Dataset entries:
____________
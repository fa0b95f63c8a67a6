mod cli;
mod commands;
mod error;
mod output;

use std::process::ExitCode;

use clap::Parser;
use ruleone_core::{LogFormat, Settings};
use tracing_subscriber::EnvFilter;

use crate::cli::Cli;
use crate::error::CliError;

#[tokio::main]
async fn main() -> ExitCode {
    match run().await {
        Ok(()) => ExitCode::SUCCESS,
        Err(error) => {
            eprintln!("error: {error}");
            ExitCode::from(error.exit_code())
        }
    }
}

async fn run() -> Result<(), CliError> {
    dotenvy::dotenv().ok();
    let cli = Cli::parse();

    let mut settings = Settings::from_env()?;
    cli.apply_overrides(&mut settings);
    init_tracing(&settings);

    commands::run(&cli, settings).await
}

/// Logs go to stderr so stdout carries only the JSON result.
fn init_tracing(settings: &Settings) {
    let filter = EnvFilter::try_from_default_env()
        .unwrap_or_else(|_| EnvFilter::new(&settings.log_level));

    match settings.log_format {
        LogFormat::Json => tracing_subscriber::fmt()
            .json()
            .with_env_filter(filter)
            .with_writer(std::io::stderr)
            .init(),
        LogFormat::Text => tracing_subscriber::fmt()
            .with_env_filter(filter)
            .with_writer(std::io::stderr)
            .init(),
    }
}
use std::collections::VecDeque;
use std::num::NonZeroU32;
use std::sync::{Arc, Mutex, MutexGuard, PoisonError};
use std::time::Duration;

use governor::clock::DefaultClock;
use governor::state::direct::NotKeyed;
use governor::state::InMemoryState;
use governor::{Quota, RateLimiter};
use tracing::debug;

use crate::provider_policy::{BackoffPolicy, ProviderPolicy};

type DirectRateLimiter = RateLimiter<NotKeyed, InMemoryState, DefaultClock>;

/// Quota gate for one provider. Requests over budget are buffered and told
/// how long to back off before trying again.
#[derive(Clone)]
pub struct ThrottlingQueue {
    limiter: Arc<DirectRateLimiter>,
    pending: Arc<Mutex<VecDeque<PendingRequest>>>,
    retry_backoff: BackoffPolicy,
}

#[derive(Debug, Clone, Copy)]
struct PendingRequest {
    retry_count: u32,
}

impl ThrottlingQueue {
    pub fn new(quota_window: Duration, quota_limit: u32, retry_backoff: BackoffPolicy) -> Self {
        Self {
            limiter: Arc::new(RateLimiter::direct(quota_from_window(
                quota_window,
                quota_limit,
            ))),
            pending: Arc::new(Mutex::new(VecDeque::new())),
            retry_backoff,
        }
    }

    pub fn from_policy(policy: &ProviderPolicy) -> Self {
        Self::new(
            policy.quota_window,
            policy.quota_limit,
            policy.retry_backoff.clone(),
        )
    }

    fn pending(&self) -> MutexGuard<'_, VecDeque<PendingRequest>> {
        self.pending.lock().unwrap_or_else(PoisonError::into_inner)
    }

    /// Takes one unit of budget, or buffers the request and returns the delay
    /// to wait before retrying.
    pub fn acquire(&self) -> Result<(), Duration> {
        if self.limiter.check().is_ok() {
            return Ok(());
        }

        self.pending().push_back(PendingRequest { retry_count: 0 });
        Err(self.retry_delay(0).unwrap_or(self.retry_backoff.max_delay))
    }

    /// Bumps the oldest buffered request and returns its next delay, or `None`
    /// once its retries are spent.
    pub fn register_retry(&self) -> Option<Duration> {
        let mut pending = self.pending();
        let request = pending.front_mut()?;
        request.retry_count = request.retry_count.saturating_add(1);
        self.retry_delay(request.retry_count)
    }

    pub fn complete_one(&self) {
        let _ = self.pending().pop_front();
    }

    pub fn pending_len(&self) -> usize {
        self.pending().len()
    }

    pub fn retry_delay(&self, retry_count: u32) -> Option<Duration> {
        if retry_count > self.retry_backoff.max_retries {
            return None;
        }

        let exponent = i32::try_from(retry_count).unwrap_or(i32::MAX);
        let backoff = &self.retry_backoff;
        let seconds = backoff.initial_delay.as_secs_f64() * backoff.multiplier.powi(exponent);
        let capped = seconds.min(self.retry_backoff.max_delay.as_secs_f64());
        Some(Duration::from_secs_f64(capped))
    }

    /// Waits for budget within the backoff allowance. Returns false when the
    /// allowance runs out first.
    pub async fn wait_for_budget(&self) -> bool {
        let Err(mut delay) = self.acquire() else {
            return true;
        };

        loop {
            debug!(delay_ms = delay.as_millis() as u64, "quota exhausted, backing off");
            tokio::time::sleep(delay).await;
            if self.limiter.check().is_ok() {
                self.complete_one();
                return true;
            }
            match self.register_retry() {
                Some(next) => delay = next,
                None => {
                    self.complete_one();
                    return false;
                }
            }
        }
    }
}

fn quota_from_window(quota_window: Duration, quota_limit: u32) -> Quota {
    let burst = NonZeroU32::new(quota_limit).unwrap_or(NonZeroU32::MIN);
    let seconds_per_cell = (quota_window.as_secs_f64() / f64::from(burst.get())).max(0.001);

    Quota::with_period(Duration::from_secs_f64(seconds_per_cell))
        .unwrap_or_else(|| Quota::per_second(burst))
        .allow_burst(burst)
}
____________
_Assigned task_
The reply should consist of the records, reproduced exactly.

_Answer for this exercise_
repository fa0b95f63c8a67a6
mod cli;
mod commands;
mod error;
mod output;

use std::process::ExitCode;

use clap::Parser;
use ruleone_core::{LogFormat, Settings};
use tracing_subscriber::EnvFilter;

use crate::cli::Cli;
use crate::error::CliError;

#[tokio::main]
async fn main() -> ExitCode {
    match run().await {
        Ok(()) => ExitCode::SUCCESS,
        Err(error) => {
            eprintln!("error: {error}");
            ExitCode::from(error.exit_code())
        }
    }
}

async fn run() -> Result<(), CliError> {
    dotenvy::dotenv().ok();
    let cli = Cli::parse();

    let mut settings = Settings::from_env()?;
    cli.apply_overrides(&mut settings);
    init_tracing(&settings);

    commands::run(&cli, settings).await
}

/// Logs go to stderr so stdout carries only the JSON result.
fn init_tracing(settings: &Settings) {
    let filter = EnvFilter::try_from_default_env()
        .unwrap_or_else(|_| EnvFilter::new(&settings.log_level));

    match settings.log_format {
        LogFormat::Json => tracing_subscriber::fmt()
            .json()
            .with_env_filter(filter)
            .with_writer(std::io::stderr)
            .init(),
        LogFormat::Text => tracing_subscriber::fmt()
            .with_env_filter(filter)
            .with_writer(std::io::stderr)
            .init(),
    }
}
use std::collections::VecDeque;
use std::num::NonZeroU32;
use std::sync::{Arc, Mutex, MutexGuard, PoisonError};
use std::time::Duration;

use governor::clock::DefaultClock;
use governor::state::direct::NotKeyed;
use governor::state::InMemoryState;
use governor::{Quota, RateLimiter};
use tracing::debug;

use crate::provider_policy::{BackoffPolicy, ProviderPolicy};

type DirectRateLimiter = RateLimiter<NotKeyed, InMemoryState, DefaultClock>;

/// Quota gate for one provider. Requests over budget are buffered and told
/// how long to back off before trying again.
#[derive(Clone)]
pub struct ThrottlingQueue {
    limiter: Arc<DirectRateLimiter>,
    pending: Arc<Mutex<VecDeque<PendingRequest>>>,
    retry_backoff: BackoffPolicy,
}

#[derive(Debug, Clone, Copy)]
struct PendingRequest {
    retry_count: u32,
}

impl ThrottlingQueue {
    pub fn new(quota_window: Duration, quota_limit: u32, retry_backoff: BackoffPolicy) -> Self {
        Self {
            limiter: Arc::new(RateLimiter::direct(quota_from_window(
                quota_window,
                quota_limit,
            ))),
            pending: Arc::new(Mutex::new(VecDeque::new())),
            retry_backoff,
        }
    }

    pub fn from_policy(policy: &ProviderPolicy) -> Self {
        Self::new(
            policy.quota_window,
            policy.quota_limit,
            policy.retry_backoff.clone(),
        )
    }

    fn pending(&self) -> MutexGuard<'_, VecDeque<PendingRequest>> {
        self.pending.lock().unwrap_or_else(PoisonError::into_inner)
    }

    /// Takes one unit of budget, or buffers the request and returns the delay
    /// to wait before retrying.
    pub fn acquire(&self) -> Result<(), Duration> {
        if self.limiter.check().is_ok() {
            return Ok(());
        }

        self.pending().push_back(PendingRequest { retry_count: 0 });
        Err(self.retry_delay(0).unwrap_or(self.retry_backoff.max_delay))
    }

    /// Bumps the oldest buffered request and returns its next delay, or `None`
    /// once its retries are spent.
    pub fn register_retry(&self) -> Option<Duration> {
        let mut pending = self.pending();
        let request = pending.front_mut()?;
        request.retry_count = request.retry_count.saturating_add(1);
        self.retry_delay(request.retry_count)
    }

    pub fn complete_one(&self) {
        let _ = self.pending().pop_front();
    }

    pub fn pending_len(&self) -> usize {
        self.pending().len()
    }

    pub fn retry_delay(&self, retry_count: u32) -> Option<Duration> {
        if retry_count > self.retry_backoff.max_retries {
            return None;
        }

        let exponent = i32::try_from(retry_count).unwrap_or(i32::MAX);
        let backoff = &self.retry_backoff;
        let seconds = backoff.initial_delay.as_secs_f64() * backoff.multiplier.powi(exponent);
        let capped = seconds.min(self.retry_backoff.max_delay.as_secs_f64());
        Some(Duration::from_secs_f64(capped))
    }

    /// Waits for budget within the backoff allowance. Returns false when the
    /// allowance runs out first.
    pub async fn wait_for_budget(&self) -> bool {
        let Err(mut delay) = self.acquire() else {
            return true;
        };

        loop {
            debug!(delay_ms = delay.as_millis() as u64, "quota exhausted, backing off");
            tokio::time::sleep(delay).await;
            if self.limiter.check().is_ok() {
                self.complete_one();
                return true;
            }
            match self.register_retry() {
                Some(next) => delay = next,
                None => {
                    self.complete_one();
                    return false;
                }
            }
        }
    }
}

fn quota_from_window(quota_window: Duration, quota_limit: u32) -> Quota {
    let burst = NonZeroU32::new(quota_limit).unwrap_or(NonZeroU32::MIN);
    let seconds_per_cell = (quota_window.as_secs_f64() / f64::from(burst.get())).max(0.001);

    Quota::with_period(Duration::from_secs_f64(seconds_per_cell))
        .unwrap_or_else(|| Quota::per_second(burst))
        .allow_burst(burst)
}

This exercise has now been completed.